Goroutines are preemptible by the runtime (since https://go.dev/doc/go1.14#runtime) but they're still not addressable or killable through the language itself.

The GHC runtime has lots of cool concurrency features.

Async exceptions as a way to pass messages (and kill threads!)

Allocation limits for threads.

Software Transactional Memory.

> Not sure about Rust, but it probably also uses some Rust macro magic to do something similar.

Much the same as JavaScript I understand, but no macros; the compiler turns them into Futures that can be polled

>I’d say that writing single-threaded code is far easier for _all_ people, even async code experts :)

While 'async' is just a name, underneath it's epoll - and the virtual threads would not perform better than a proper NIO (epoll) server. I dont consider myself an 'async expert' but I have my share of writing NIO code (dare say not terrible at all)
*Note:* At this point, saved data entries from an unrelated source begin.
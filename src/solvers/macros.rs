/// Declares a fieldless enum whose variants map one to one onto a native integer code
/// and a snake_case name.
///
/// The generated type gets `code`, `from_code`, `as_str`, `Display` and a `FromStr`
/// that fails with [`Error::UnknownSymbol`](crate::Error::UnknownSymbol).
macro_rules! native_codes {
    (
        $(#[$meta:meta])*
        $vis:vis enum $name:ident ($symbol:literal) {
            $(
                $(#[$variant_meta:meta])*
                $variant:ident = $code:literal => $text:literal,
            )+
        }
    ) => {
        $(#[$meta])*
        #[derive(Debug, Clone, Copy, PartialEq, Eq, Hash)]
        #[cfg_attr(feature = "serde", derive(serde::Serialize, serde::Deserialize))]
        #[cfg_attr(feature = "serde", serde(rename_all = "snake_case"))]
        $vis enum $name {
            $(
                $(#[$variant_meta])*
                $variant,
            )+
        }

        impl $name {
            /// Every variant, in native code order.
            pub const ALL: &'static [$name] = &[$($name::$variant),+];

            /// The integer the native engine uses for this value.
            pub const fn code(self) -> i32 {
                match self {
                    $($name::$variant => $code,)+
                }
            }

            /// Looks up a native code. `None` when the code is not in the table.
            pub fn from_code(code: i32) -> Option<Self> {
                match code {
                    $($code => Some($name::$variant),)+
                    _ => None,
                }
            }

            /// The symbolic name, as accepted by `FromStr`.
            pub const fn as_str(self) -> &'static str {
                match self {
                    $($name::$variant => $text,)+
                }
            }
        }

        impl std::fmt::Display for $name {
            fn fmt(&self, f: &mut std::fmt::Formatter<'_>) -> std::fmt::Result {
                f.write_str(self.as_str())
            }
        }

        impl std::str::FromStr for $name {
            type Err = $crate::Error;

            fn from_str(s: &str) -> ::std::result::Result<Self, Self::Err> {
                match s {
                    $($text => Ok($name::$variant),)+
                    other => Err($crate::Error::UnknownSymbol {
                        field: $symbol,
                        value: other.to_string(),
                    }),
                }
            }
        }
    };
}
Virtual threads literally replace the “blocking” IO call issued by the user, by a proper NIO call, mounting the issuer virtual thread when it signals.
> To put it shortly: Writing single-threaded blocking code is far easier for most people and has many other benefits, like more understandable and readable programs:

I think you're missing the whole point.

The reason why so many smart people invest their time on "virtual threads" is developer experience. The goal is to turn writing event-driven concurrent code into something that's as easy as writing single-threaded blocking code.
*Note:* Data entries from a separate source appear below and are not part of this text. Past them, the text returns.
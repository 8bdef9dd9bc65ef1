//! Classification of a `(lower, upper)` pair into the bound type the engine expects.

native_codes! {
    /// How a row or a column is bounded.
    ///
    /// This is derived from the numeric bounds with [BoundKind::classify] and never stored
    /// on its own.
    pub enum BoundKind ("bound kind") {
        /// `-inf < x < +inf`
        Free = 1 => "free",
        /// `lower <= x < +inf`
        LowerBounded = 2 => "lower_bounded",
        /// `-inf < x <= upper`
        UpperBounded = 3 => "upper_bounded",
        /// `lower <= x <= upper`
        DoubleBounded = 4 => "double_bounded",
        /// `x == lower == upper`
        Fixed = 5 => "fixed",
    }
}

impl BoundKind {
    /// Derives the bound kind of a pair of bounds.
    ///
    /// Infinite upper bounds are checked first, then infinite lower bounds, then equality,
    /// so `classify(f64::NEG_INFINITY, f64::INFINITY)` is [BoundKind::Free] and
    /// `classify(3., 3.)` is [BoundKind::Fixed].
    ///
    /// `lower > upper` is not detected here; [ProblemData::validate](crate::ProblemData::validate)
    /// rejects it before any bound reaches the engine.
    ///
    /// ```
    /// use glpk_core::BoundKind;
    /// assert_eq!(BoundKind::classify(0., f64::INFINITY), BoundKind::LowerBounded);
    /// assert_eq!(BoundKind::classify(f64::NEG_INFINITY, 5.), BoundKind::UpperBounded);
    /// assert_eq!(BoundKind::classify(0., 10.), BoundKind::DoubleBounded);
    /// ```
    pub fn classify(lower: f64, upper: f64) -> Self {
        if upper == f64::INFINITY {
            if lower == f64::NEG_INFINITY {
                BoundKind::Free
            } else {
                BoundKind::LowerBounded
            }
        } else if lower == f64::NEG_INFINITY {
            BoundKind::UpperBounded
        } else if lower == upper {
            BoundKind::Fixed
        } else {
            BoundKind::DoubleBounded
        }
    }
}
Check why C#'s async/await implementation is such a huge success and replaced all past approaches overnight. Check why node.js is such a huge success. Check why Rust's async support is such a hot mess. It's all about developer experience.

I think he was making the same point as you: writing for virtual threads is like writing for single-threaded blocking code.
As someone who has written multiple productions services with Async Rust, that are under constant load, I disagree. I've had team members who have only written in C, pick up and start building very comprehensive and performant services in Rust in a matter of days.

How do you developers spew such strong opinions without taking a moment to think about what you're about to say. Rust cannot be directly compared to C#, Java or even Go.

You don't get a runtime or a GC with rust. The developer experience is excellent, you get a lot of control over everything you're building with it. Yes it's not as magical as languages and runtimes like you've mentioned, but the fact that I can at anytime rip those abstractions off and make my service extremely lightweight and performant is not something those languages will allow you to do.

And this is coming from someone who's written non blocking services before Async rust was a thing with just MIO.

The very fact Rust gets mentioned between these languages should be a tribute to the efforts of it's maintainers and core team. The amount of tooling and features they've added into the language gives developers of every realm liberty to try and build what they want.

Honestly, you can hold whatever opinion you want on any language but your comparison really doesn't make sense.

> To put it shortly: Writing single-threaded blocking code is far easier for most people. [snip] With virtual threads that problem is eliminated so we can go back to writing blocking code.

This is the core misunderstanding/dishonesty behind the Loom/Virtual Threads hype. Single-threaded blocking code is easy, yes. But that ease comes from being single-threaded, not from not having to await a few Futures.

But Loom doesn't magically solve the threading problem. It hides the Futures, but that just means that you're now writing a multi-threaded program, without the guardrails that modern Future-aware APIs provide. It's the worst of all worlds. It's the scenario that gave multi-threading such a bad reputation for inscrutable failures in the first place.